Pełne przeżycie i owoce tych rekolekcji nie byłyby tak obfite, gdyby nie zaangażowanie wielu osób. Szczególne podziękowania należą się ks. Bronisławowi Piśnickiemu, stojącemu na straży duchowych przeżyć oraz animatorom ruchu trzeźwości: Sabince, Wiesi, Andrzejowi (dzięki, któremu mieliśmy piękną oprawę muzyczną), Zbyszkowi, Elwirce, Lilii i wielu, wielu innym osobom.

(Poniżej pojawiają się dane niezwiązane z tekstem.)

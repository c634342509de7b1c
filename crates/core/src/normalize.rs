//! Raw model output → 8-bit pixels.
//!
//! Models disagree on output range (`[-1, 1]`, `[0, 1]`, `[0, 255]`, or
//! unbounded), so the range is classified from the observed min/max and a
//! matching linear transform is applied.

use image::RgbaImage;

use crate::error::UpscaleError;

#[derive(Debug, Clone, Copy, PartialEq)]
pub enum OutputRange {
    NegOneToOne,
    ZeroToOne,
    ZeroTo255,
    /// Values above 255; rescaled so the observed maximum maps to 255.
    OutOfRange { max: f32 },
}

impl OutputRange {
    pub fn classify(min: f32, max: f32) -> Result<Self, UpscaleError> {
        if !min.is_finite() || !max.is_finite() {
            return Err(UpscaleError::InferenceInvalidOutput(format!(
                "non-finite output range [{min}, {max}]"
            )));
        }
        let range = if min < -0.05 && max <= 1.5 {
            Self::NegOneToOne
        } else if max <= 1.5 {
            Self::ZeroToOne
        } else if max <= 255.0 {
            Self::ZeroTo255
        } else {
            Self::OutOfRange { max }
        };
        Ok(range)
    }

    /// `(scale, offset)` such that `pixel = value * scale + offset`.
    pub fn transform(self) -> (f32, f32) {
        match self {
            Self::NegOneToOne => (127.5, 127.5),
            Self::ZeroToOne => (255.0, 0.0),
            Self::ZeroTo255 => (1.0, 0.0),
            Self::OutOfRange { max } => (255.0 / max, 0.0),
        }
    }

    pub fn label(self) -> &'static str {
        match self {
            Self::NegOneToOne => "neg1to1",
            Self::ZeroToOne => "0to1",
            Self::ZeroTo255 => "0to255",
            Self::OutOfRange { .. } => "auto",
        }
    }

    pub fn to_pixel(self, value: f32) -> u8 {
        let (scale, offset) = self.transform();
        (value * scale + offset).round().clamp(0.0, 255.0) as u8
    }
}

pub fn value_range(data: &[f32]) -> (f32, f32) {
    let mut lo = f32::INFINITY;
    let mut hi = f32::NEG_INFINITY;
    for &v in data {
        if v.is_nan() {
            return (f32::NAN, f32::NAN);
        }
        lo = lo.min(v);
        hi = hi.max(v);
    }
    (lo, hi)
}

/// Classifies `data` as a whole and maps every value to a byte.
pub fn normalize_values(data: &[f32]) -> Result<(Vec<u8>, OutputRange), UpscaleError> {
    if data.is_empty() {
        return Err(UpscaleError::InferenceInvalidOutput(
            "model returned an empty tensor".to_string(),
        ));
    }
    let (min, max) = value_range(data);
    let range = OutputRange::classify(min, max)?;
    Ok((data.iter().map(|&v| range.to_pixel(v)).collect(), range))
}

pub fn mean_intensity(values: &[u8]) -> f32 {
    if values.is_empty() {
        return 0.0;
    }
    let sum: u64 = values.iter().map(|&v| v as u64).sum();
    sum as f32 / values.len() as f32
}

/// Interleaves three `height * width` planes into an opaque RGBA image.
pub fn planes_to_rgba(planes: &[u8], width: u32, height: u32) -> Result<RgbaImage, UpscaleError> {
    let hw = width as usize * height as usize;
    if planes.len() < hw * 3 {
        return Err(UpscaleError::InferenceInvalidOutput(format!(
            "expected {} planar values for {width}x{height}, got {}",
            hw * 3,
            planes.len()
        )));
    }
    let mut raw = Vec::with_capacity(hw * 4);
    for i in 0..hw {
        raw.extend_from_slice(&[planes[i], planes[hw + i], planes[2 * hw + i], 255]);
    }
    RgbaImage::from_raw(width, height, raw).ok_or_else(|| {
        UpscaleError::InferenceInvalidOutput("planar buffer size mismatch".to_string())
    })
}

/// Splits RGB into three `[0, 1]` planes, the layout models take as input.
pub fn rgba_to_unit_planes(image: &RgbaImage) -> Vec<f32> {
    let hw = image.width() as usize * image.height() as usize;
    let mut planes = vec![0.0f32; hw * 3];
    for (i, pixel) in image.pixels().enumerate() {
        planes[i] = pixel[0] as f32 / 255.0;
        planes[hw + i] = pixel[1] as f32 / 255.0;
        planes[2 * hw + i] = pixel[2] as f32 / 255.0;
    }
    planes
}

Na szczególną też wdzięczność zasługują osoby, które wspaniałymi posiłkami pozwoliły sycić ciało, a dzięki temu łatwiej było wznosić się na wyżyny duchowych rozważań. Kończąc, pozdrawiam serdecznie wszystkich uczestników rekolekcji, prosząc, by pamiętali, że „Nie osiąga się wielkości, nie upadając”.